SVI indicates the relative vulnerability of every U.S. Census tract. Census tracts are subdivisions of counties for which the Census collects statistical data. SVI ranks the tracts on 15 social factors, including unemployment, minority status, and disability, and further groups them into four related themes. Thus, each tract receives a ranking for each Census variable and for each of the four themes, as well as an overall ranking.

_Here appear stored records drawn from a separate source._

use super::*;
use crate::net::types::ContentReview;
use crate::state::submit::{SubmitError, submit};
use std::cell::Cell;

fn filled() -> PostForm {
    PostForm {
        content_text: "Fresh hoodies just landed".to_owned(),
        platforms: vec![PlatformType::Instagram],
        ..PostForm::default()
    }
}

// =============================================================
// Defaults and hashtags
// =============================================================

#[test]
fn default_form_matches_composer_defaults() {
    let form = PostForm::default();
    assert_eq!(form.user_id, 1);
    assert_eq!(form.content_tone, PostTone::Casual);
    assert!(form.platforms.is_empty());
    assert!(form.hashtags.is_empty());
}

#[test]
fn parse_hashtags_trims_and_drops_empties() {
    assert_eq!(parse_hashtags(" #a, #b ,,  ,#c"), vec!["#a", "#b", "#c"]);
    assert!(parse_hashtags("").is_empty());
}

#[test]
fn toggle_platform_adds_then_removes() {
    let mut form = PostForm::default();
    form.toggle_platform(PlatformType::Twitter);
    form.toggle_platform(PlatformType::Facebook);
    assert!(form.is_selected(PlatformType::Twitter));
    form.toggle_platform(PlatformType::Twitter);
    assert_eq!(form.platforms, vec![PlatformType::Facebook]);
}

// =============================================================
// Validation
// =============================================================

#[test]
fn empty_content_is_rejected_before_any_network_call() {
    let mut form = filled();
    form.content_text = "   ".to_owned();
    let sent = Cell::new(false);
    let result = futures::executor::block_on(submit(form.to_request(), |_req| {
        sent.set(true);
        async { Ok::<_, crate::net::api::ApiError>(()) }
    }));
    let Err(SubmitError::Invalid(errors)) = result else {
        panic!("expected validation failure");
    };
    assert_eq!(errors.content_text, Some(CONTENT_REQUIRED));
    assert!(!sent.get());
}

#[test]
fn zero_platforms_block_submission() {
    let mut form = filled();
    form.platforms.clear();
    let errors = form.to_request().unwrap_err();
    assert_eq!(errors.platforms, Some("Select at least one platform"));
    assert!(errors.content_text.is_none());
}

#[test]
fn to_request_converts_optional_text_fields() {
    let mut form = filled();
    form.hashtags = "#new, #drop".to_owned();
    form.schedule_time = "2024-05-01T10:30".to_owned();
    form.call_to_action = "  ".to_owned();
    form.target_audience = "students".to_owned();
    let req = form.to_request().unwrap();
    assert_eq!(req.hashtags, vec!["#new", "#drop"]);
    assert_eq!(req.schedule_time.as_deref(), Some("2024-05-01T10:30"));
    assert!(req.call_to_action.is_none());
    assert_eq!(req.target_audience.as_deref(), Some("students"));
    assert!(req.api_ids.is_none());
}

// =============================================================
// Suggestions
// =============================================================

#[test]
fn suggestion_request_needs_content_and_defaults_platform() {
    assert!(PostForm::default().suggestion_request().is_none());

    let mut form = filled();
    form.platforms.clear();
    let req = form.suggestion_request().unwrap();
    assert_eq!(req.platform_types, vec![PlatformType::Twitter]);
    assert_eq!(req.brand_tone, PostTone::Casual);
    assert!(req.target_audience.is_none());
}

#[test]
fn applying_suggestions_comma_joins_hashtags() {
    let mut form = filled();
    form.hashtags = "#old".to_owned();
    form.apply_suggestions(&AISuggestionsResponse {
        hashtag_suggestions: vec!["#fall".to_owned(), "#streetwear".to_owned(), "#cozy".to_owned()],
        content_review: ContentReview { score: 80, suggestions: vec![] },
        optimized_content: String::new(),
    });
    assert_eq!(form.hashtags, "#fall, #streetwear, #cozy");
    assert_eq!(parse_hashtags(&form.hashtags), vec!["#fall", "#streetwear", "#cozy"]);
}

#[test]
fn best_time_request_uses_selected_platforms() {
    let req = filled().best_time_request();
    assert_eq!(req.platform_types, vec![PlatformType::Instagram]);
    assert_eq!(req.user_id, 1);
}

#[test]
fn clear_image_returns_preview_for_release() {
    let mut ui = ComposerUi {
        image_name: Some("a.png".to_owned()),
        image_preview: Some("blob:abc".to_owned()),
        ..ComposerUi::default()
    };
    assert_eq!(ui.clear_image().as_deref(), Some("blob:abc"));
    assert!(ui.image_name.is_none());
    assert!(ui.clear_image().is_none());
}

I am going to use this data for a specific state to look at the spatial distribution of some of these variables.

Download the data

First I will find and download the data. I found the SVI data at

https://www.atsdr.cdc.gov/placeandhealth/svi/data_documentation_download.html

The documentation to understand what the column headings of the data can be found at:

https://www.atsdr.cdc.gov/placeandhealth/svi/documentation/pdf/SVI2018Documentation-H.pdf

I then downloaded county level data shapefile for Florida for 2018 as an ESRI shapefile. I saved this to my lab 6 folder, then unzipped it.

Read the data into R

I used to read the shapefile into R.

# This reads in the shapefile containing the SVI Data and saves it to an sf variable called SVI

SVI.sf.lonlat  <-  st_read("SVI2018_FLORIDA_county.shp")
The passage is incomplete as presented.